By nature Dad Fairbanks was of the stuff that produced Daniel Boone and Kit Carson. If he'd been with either, his long strides would have kept him well in the lead, grumbling at the slower pace of the others. He itched for new fields and new adventure— he found both in the Death Valley country. Here are highlights in the life of a man whose courage matched the trials of a forbidding and ruthless land.


To Death Valley country came a long, lean adventurer. A tough frame that fitted the hard, hungry land. A fine frank face. Keen, steady brown eyes. The poise of a square shooter, sure of himself. His chief assets were hope, tireless energy and a wife whose courage matched his own. The Indians promptly named him Long Man.

To a later generation and to thousands of tourists who have stopped at Baker—southern gateway to the Big Sink at the bottom of America, he is known as Dad Fairbanks.

Not long ago one of these tourists stepped from a Rolls-Royce and walked into Dad's station. "Remember me?"

"Face is familiar," Dad said.

"Twenty-five years ago you loaned me some money."

"I've loaned money to a lot of fellows," Dad parried.
"But I never paid it back," the stranger added.

"A helluva lot of 'em didn't," Dad answered. The tourist reached into his pocket, peeled off $1,000 from a roll and handed it to Dad. "I borrowed $300 from you and left the country. Fm Harry Oakes. Where's Ma?"

Dad led him to the Fairbanks cottage nearby, and there with Celestia Abigail Fairbanks they sat down to talk about old times and changes. Since those days Harry Oakes had become the largest taxpayer in Canada. His guests are served on gold plates. With a partner, W. H. Wright he learned that the title to a certain gold claim would expire at midnight on a certain day.
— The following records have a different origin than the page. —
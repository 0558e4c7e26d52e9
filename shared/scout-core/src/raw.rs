//! Raw per-video records in the shape of a `videos.list` item

use serde::{Deserialize, Deserializer, Serialize};

/// Read-only view of a platform video resource.
///
/// The normalizer only depends on this trait, so records can come from the
/// live API, a fixture file or a hand-built test value.
pub trait VideoResource {
    fn id(&self) -> &str;
    fn snippet(&self) -> Option<&RawSnippet>;
    fn content_details(&self) -> Option<&RawContentDetails>;
    fn statistics(&self) -> Option<&RawStatistics>;
}

/// One item of a `videos.list` response with the `snippet`,
/// `contentDetails` and `statistics` parts requested
#[derive(Debug, Clone, Default, PartialEq, Serialize, Deserialize)]
#[serde(rename_all = "camelCase")]
pub struct RawVideoRecord {
    #[serde(default)]
    pub id: String,

    #[serde(default, skip_serializing_if = "Option::is_none")]
    pub snippet: Option<RawSnippet>,

    #[serde(default, skip_serializing_if = "Option::is_none")]
    pub content_details: Option<RawContentDetails>,

    #[serde(default, skip_serializing_if = "Option::is_none")]
    pub statistics: Option<RawStatistics>,
}

#[derive(Debug, Clone, Default, PartialEq, Serialize, Deserialize)]
#[serde(rename_all = "camelCase")]
pub struct RawSnippet {
    #[serde(default)]
    pub published_at: Option<String>,
    #[serde(default)]
    pub title: Option<String>,
    #[serde(default)]
    pub channel_title: Option<String>,
}

#[derive(Debug, Clone, Default, PartialEq, Serialize, Deserialize)]
#[serde(rename_all = "camelCase")]
pub struct RawContentDetails {
    /// ISO-8601 duration, e.g. `PT5M30S`
    #[serde(default)]
    pub duration: Option<String>,
}

/// Engagement counters. The API encodes them as decimal strings and omits
/// any counter the owner has hidden.
#[derive(Debug, Clone, Default, PartialEq, Serialize, Deserialize)]
#[serde(rename_all = "camelCase")]
pub struct RawStatistics {
    #[serde(default, deserialize_with = "count_as_string")]
    pub view_count: Option<String>,
    #[serde(default, deserialize_with = "count_as_string")]
    pub like_count: Option<String>,
    #[serde(default, deserialize_with = "count_as_string")]
    pub comment_count: Option<String>,
}

/// Accept both `"123"` and `123`
fn count_as_string<'de, D>(deserializer: D) -> Result<Option<String>, D::Error>
where
    D: Deserializer<'de>,
{
    let value = Option::<serde_json::Value>::deserialize(deserializer)?;
    Ok(match value {
        None | Some(serde_json::Value::Null) => None,
        Some(serde_json::Value::String(s)) => Some(s),
        Some(other) => Some(other.to_string()),
    })
}

impl RawVideoRecord {
    /// Build a complete record, mostly useful for fixtures
    pub fn new(
        id: impl Into<String>,
        title: impl Into<String>,
        channel: impl Into<String>,
        published_at: impl Into<String>,
        duration: impl Into<String>,
    ) -> Self {
        Self {
            id: id.into(),
            snippet: Some(RawSnippet {
                published_at: Some(published_at.into()),
                title: Some(title.into()),
                channel_title: Some(channel.into()),
            }),
            content_details: Some(RawContentDetails {
                duration: Some(duration.into()),
            }),
            statistics: Some(RawStatistics::default()),
        }
    }

    /// Set the engagement counters
    pub fn with_statistics(mut self, views: u64, likes: u64, comments: u64) -> Self {
        self.statistics = Some(RawStatistics {
            view_count: Some(views.to_string()),
            like_count: Some(likes.to_string()),
            comment_count: Some(comments.to_string()),
        });
        self
    }
}

impl VideoResource for RawVideoRecord {
    fn id(&self) -> &str {
        &self.id
    }

    fn snippet(&self) -> Option<&RawSnippet> {
        self.snippet.as_ref()
    }

    fn content_details(&self) -> Option<&RawContentDetails> {
        self.content_details.as_ref()
    }

    fn statistics(&self) -> Option<&RawStatistics> {
        self.statistics.as_ref()
    }
}

#[cfg(test)]
mod tests {
    use super::*;

    #[test]
    fn test_deserialize_api_item() {
        let json = r#"{
            "kind": "youtube#video",
            "id": "abc123",
            "snippet": {
                "publishedAt": "2024-03-01T12:00:00Z",
                "title": "Rust ownership explained",
                "channelTitle": "Rustacean Station",
                "description": "ignored"
            },
            "contentDetails": { "duration": "PT12M4S", "definition": "hd" },
            "statistics": { "viewCount": "1500", "likeCount": 120, "favoriteCount": "0" }
        }"#;

        let record: RawVideoRecord = serde_json::from_str(json).unwrap();
        assert_eq!(record.id(), "abc123");
        assert_eq!(
            record.snippet().unwrap().channel_title.as_deref(),
            Some("Rustacean Station")
        );
        assert_eq!(record.content_details().unwrap().duration.as_deref(), Some("PT12M4S"));

        let stats = record.statistics().unwrap();
        assert_eq!(stats.view_count.as_deref(), Some("1500"));
        assert_eq!(stats.like_count.as_deref(), Some("120"));
        assert_eq!(stats.comment_count, None);
    }

    #[test]
    fn test_missing_parts_deserialize_as_none() {
        let record: RawVideoRecord = serde_json::from_str(r#"{"id": "x"}"#).unwrap();
        assert!(record.snippet().is_none());
        assert!(record.content_details().is_none());
        assert!(record.statistics().is_none());
    }
}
They sat up in a temperature 40 degrees below zero until the stroke of 12, and restaked the Lake Shore mines— Canada's richest gold property.
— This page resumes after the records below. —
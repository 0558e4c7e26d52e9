use anyhow::Result;
use clap::{Arg, ArgAction, Command};
use std::io::{self, BufRead, Write};
use std::path::{Path, PathBuf};
use tracing::{info, warn};

use tube_scout::config::{Config, ExportFormat};
use tube_scout::report::render_report;
use tube_scout::{export_run, ScoutPipeline};

#[tokio::main]
async fn main() -> Result<()> {
    // .env is optional
    let _ = dotenvy::dotenv();

    let matches = Command::new("tube-scout")
        .version(env!("CARGO_PKG_VERSION"))
        .author("TigreRoll")
        .about("Find and rank educational videos for a topic")
        .arg(
            Arg::new("topic")
                .value_name("TOPIC")
                .help("Topic to search for (prompted if omitted)")
                .num_args(1..)
        )
        .arg(
            Arg::new("max-results")
                .short('n')
                .long("max-results")
                .value_name("NUM")
                .help("Number of videos to fetch")
                .value_parser(clap::value_parser!(u32))
        )
        .arg(
            Arg::new("output-dir")
                .short('o')
                .long("output-dir")
                .value_name("DIR")
                .help("Directory for exported files")
        )
        .arg(
            Arg::new("config")
                .short('c')
                .long("config")
                .value_name("FILE")
                .help("Configuration file")
        )
        .arg(
            Arg::new("format")
                .short('f')
                .long("format")
                .value_name("FORMAT")
                .help("Export format (csv, markdown, json); repeatable")
                .action(ArgAction::Append)
                .value_parser(["csv", "markdown", "md", "json"])
        )
        .arg(
            Arg::new("no-export")
                .long("no-export")
                .help("Only print the report")
                .action(ArgAction::SetTrue)
        )
        .arg(
            Arg::new("fixture")
                .long("fixture")
                .value_name("FILE")
                .help("Serve videos from a saved videos.list JSON response instead of the API")
        )
        .arg(
            Arg::new("verbose")
                .short('v')
                .long("verbose")
                .help("Enable verbose logging")
                .action(ArgAction::SetTrue)
        )
        .get_matches();

    let config_path = match matches.get_one::<String>("config") {
        Some(path) => Some(PathBuf::from(path)),
        None => Config::find_config_file(Path::new(".")),
    };
    let mut config = match &config_path {
        Some(path) => Config::load_from(path)?,
        None => Config::from_env()?,
    };

    // Initialize logging
    tracing_subscriber::fmt()
        .with_target(false)
        .with_env_filter(config.output.log_filter(matches.get_flag("verbose")))
        .with_writer(io::stderr)
        .init();

    match &config_path {
        Some(path) => info!("📄 Loaded configuration from: {}", path.display()),
        None => info!("📄 No config file found, using defaults and environment"),
    }

    if let Some(max_results) = matches.get_one::<u32>("max-results") {
        config.youtube.max_results = *max_results;
    }
    if let Some(output_dir) = matches.get_one::<String>("output-dir") {
        config.output.base_dir = PathBuf::from(output_dir);
    }
    if let Some(formats) = matches.get_many::<String>("format") {
        config.output.export_formats = formats
            .map(|name| ExportFormat::parse(name))
            .collect::<Result<Vec<_>>>()?;
    }
    if let Some(fixture) = matches.get_one::<String>("fixture") {
        config.youtube.provider = tube_scout::ProviderType::Fixture;
        config.youtube.fixture_path = Some(PathBuf::from(fixture));
    }

    config.validate()?;
    info!("{}", config.summary());

    let topic = match matches.get_many::<String>("topic") {
        Some(words) => words.cloned().collect::<Vec<_>>().join(" "),
        None => prompt_topic()?,
    };
    if topic.trim().is_empty() {
        anyhow::bail!("A topic is required");
    }

    let pipeline = ScoutPipeline::from_config(&config)?;
    let run = pipeline.run(topic.trim()).await?;

    print!("{}", render_report(&run, &config.display));

    if run.is_empty() {
        warn!("Nothing to export");
    } else if !matches.get_flag("no-export") {
        for path in export_run(&run, &config.output.base_dir, &config.output.export_formats)? {
            println!("📁 Saved {}", path.display());
        }
    }

    Ok(())
}

fn prompt_topic() -> Result<String> {
    print!("Enter topic to search on YouTube: ");
    io::stdout().flush()?;

    let mut line = String::new();
    io::stdin().lock().read_line(&mut line)?;
    Ok(line.trim().to_string())
}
Luck is like that, any desert man will tell you.

Dad and Ma Fairbanks too had attained fortune. Not as much money as Oakes, but wealth nevertheless vast as the far-flung skies. Friendships. A lifetime of helpfulness. Riches infinitely beyond measure in dollar value.

Long Man became as much a part of Death Valley country as the Salt Pools— inseparable from its history and its legends. Fifty years ago you didn't get into your car and speed through the country for a weekend trip. Your progress was one mile per hour to four or five—provided you didn't lose your way, and if you escaped the hazards of heat and lack of water and didn't add another pile of bones to the toll of a murderous sun.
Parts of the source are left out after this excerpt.